DATA EXCERPTS:
· · · · ·
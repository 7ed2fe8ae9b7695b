//! Terminal "game renderer" module.
//!
//! The projector paints into a plain RGB [`Canvas`] at the reference
//! resolution (960x480). [`ScreenView`] then downsamples that canvas into a
//! framebuffer of half-block cells, and [`TerminalRenderer`] flushes the
//! framebuffer with crossterm, emitting only what changed since the last
//! frame.
//!
//! Goals:
//! - Keep `core` deterministic and testable
//! - Keep every drawing primitive behind the small [`Surface`] trait
//! - Make pixel output checkable in tests without a terminal

pub mod canvas;
pub mod fb;
pub mod projector;
pub mod renderer;
pub mod screen_view;

pub use tui_raycaster_core as core;
pub use tui_raycaster_types as types;

pub use canvas::{Canvas, Surface};
pub use fb::{Cell, CellStyle, FrameBuffer, Rgb};
pub use projector::Projector;
pub use renderer::{encode_diff_into, encode_full_into, TerminalRenderer};
pub use screen_view::{Placement, ScreenView, Viewport, UPPER_HALF_BLOCK};
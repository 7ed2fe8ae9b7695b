//! Camera pose and the movement deltas that mutate it.
//!
//! Heading convention: 0 rad faces +Y, and a forward step moves by
//! `(-sin(heading), cos(heading))`. Heading π therefore faces -Y, which is
//! "north" (toward row 0) on the minimap. The ray marcher uses the same
//! parametric form, so the two must stay in sync or the view renders
//! mirrored.
//!
//! Heading is never wrapped into [0, 2π).

use serde::{Deserialize, Serialize};

use crate::types::{PlayerAction, MOVEMENT_SPEED, ROTATION_SPEED};

/// A single pose delta, expressed in steps.
#[derive(Debug, Clone, Copy, PartialEq)]
pub enum Movement {
    /// Translate along the heading by `steps * MOVEMENT_SPEED` (negative = backward).
    Advance(f64),
    /// Rotate by `steps * ROTATION_SPEED` radians (negative = left).
    Turn(f64),
}

impl From<PlayerAction> for Movement {
    fn from(action: PlayerAction) -> Self {
        match action {
            PlayerAction::RotateLeft => Movement::Turn(-1.0),
            PlayerAction::RotateRight => Movement::Turn(1.0),
            PlayerAction::MoveForward => Movement::Advance(1.0),
            PlayerAction::MoveBackward => Movement::Advance(-1.0),
        }
    }
}

/// Camera position (world units) and heading (radians).
#[derive(Debug, Clone, Copy, PartialEq, Serialize, Deserialize)]
pub struct Pose {
    pub x: f64,
    pub y: f64,
    pub angle: f64,
}

impl Pose {
    pub fn new(x: f64, y: f64, angle: f64) -> Self {
        Self { x, y, angle }
    }

    /// Unit vector of the heading in world space.
    #[inline]
    pub fn direction(&self) -> (f64, f64) {
        (-self.angle.sin(), self.angle.cos())
    }

    /// Apply a movement delta in place. No collision checks: the camera can
    /// pass through walls.
    pub fn apply_movement(&mut self, movement: Movement) {
        match movement {
            Movement::Advance(steps) => {
                let (dx, dy) = self.direction();
                self.x += dx * MOVEMENT_SPEED * steps;
                self.y += dy * MOVEMENT_SPEED * steps;
            }
            Movement::Turn(steps) => {
                self.angle += ROTATION_SPEED * steps;
            }
        }
    }

    pub fn apply_action(&mut self, action: PlayerAction) {
        self.apply_movement(action.into());
    }
}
· · · · ·
PROBLEM REQUIREMENTS:
Output the entire set of records exactly as shown.

RESULT OF THIS EXERCISE:
repository 7ed2fe8ae9b7695b
//! Terminal "game renderer" module.
//!
//! The projector paints into a plain RGB [`Canvas`] at the reference
//! resolution (960x480). [`ScreenView`] then downsamples that canvas into a
//! framebuffer of half-block cells, and [`TerminalRenderer`] flushes the
//! framebuffer with crossterm, emitting only what changed since the last
//! frame.
//!
//! Goals:
//! - Keep `core` deterministic and testable
//! - Keep every drawing primitive behind the small [`Surface`] trait
//! - Make pixel output checkable in tests without a terminal

pub mod canvas;
pub mod fb;
pub mod projector;
pub mod renderer;
pub mod screen_view;

pub use tui_raycaster_core as core;
pub use tui_raycaster_types as types;

pub use canvas::{Canvas, Surface};
pub use fb::{Cell, CellStyle, FrameBuffer, Rgb};
pub use projector::Projector;
pub use renderer::{encode_diff_into, encode_full_into, TerminalRenderer};
pub use screen_view::{Placement, ScreenView, Viewport, UPPER_HALF_BLOCK};
repository 7ed2fe8ae9b7695b
//! Camera pose and the movement deltas that mutate it.
//!
//! Heading convention: 0 rad faces +Y, and a forward step moves by
//! `(-sin(heading), cos(heading))`. Heading π therefore faces -Y, which is
//! "north" (toward row 0) on the minimap. The ray marcher uses the same
//! parametric form, so the two must stay in sync or the view renders
//! mirrored.
//!
//! Heading is never wrapped into [0, 2π).

use serde::{Deserialize, Serialize};

use crate::types::{PlayerAction, MOVEMENT_SPEED, ROTATION_SPEED};

/// A single pose delta, expressed in steps.
#[derive(Debug, Clone, Copy, PartialEq)]
pub enum Movement {
    /// Translate along the heading by `steps * MOVEMENT_SPEED` (negative = backward).
    Advance(f64),
    /// Rotate by `steps * ROTATION_SPEED` radians (negative = left).
    Turn(f64),
}

impl From<PlayerAction> for Movement {
    fn from(action: PlayerAction) -> Self {
        match action {
            PlayerAction::RotateLeft => Movement::Turn(-1.0),
            PlayerAction::RotateRight => Movement::Turn(1.0),
            PlayerAction::MoveForward => Movement::Advance(1.0),
            PlayerAction::MoveBackward => Movement::Advance(-1.0),
        }
    }
}

/// Camera position (world units) and heading (radians).
#[derive(Debug, Clone, Copy, PartialEq, Serialize, Deserialize)]
pub struct Pose {
    pub x: f64,
    pub y: f64,
    pub angle: f64,
}

impl Pose {
    pub fn new(x: f64, y: f64, angle: f64) -> Self {
        Self { x, y, angle }
    }

    /// Unit vector of the heading in world space.
    #[inline]
    pub fn direction(&self) -> (f64, f64) {
        (-self.angle.sin(), self.angle.cos())
    }

    /// Apply a movement delta in place. No collision checks: the camera can
    /// pass through walls.
    pub fn apply_movement(&mut self, movement: Movement) {
        match movement {
            Movement::Advance(steps) => {
                let (dx, dy) = self.direction();
                self.x += dx * MOVEMENT_SPEED * steps;
                self.y += dy * MOVEMENT_SPEED * steps;
            }
            Movement::Turn(steps) => {
                self.angle += ROTATION_SPEED * steps;
            }
        }
    }

    pub fn apply_action(&mut self, action: PlayerAction) {
        self.apply_movement(action.into());
    }
}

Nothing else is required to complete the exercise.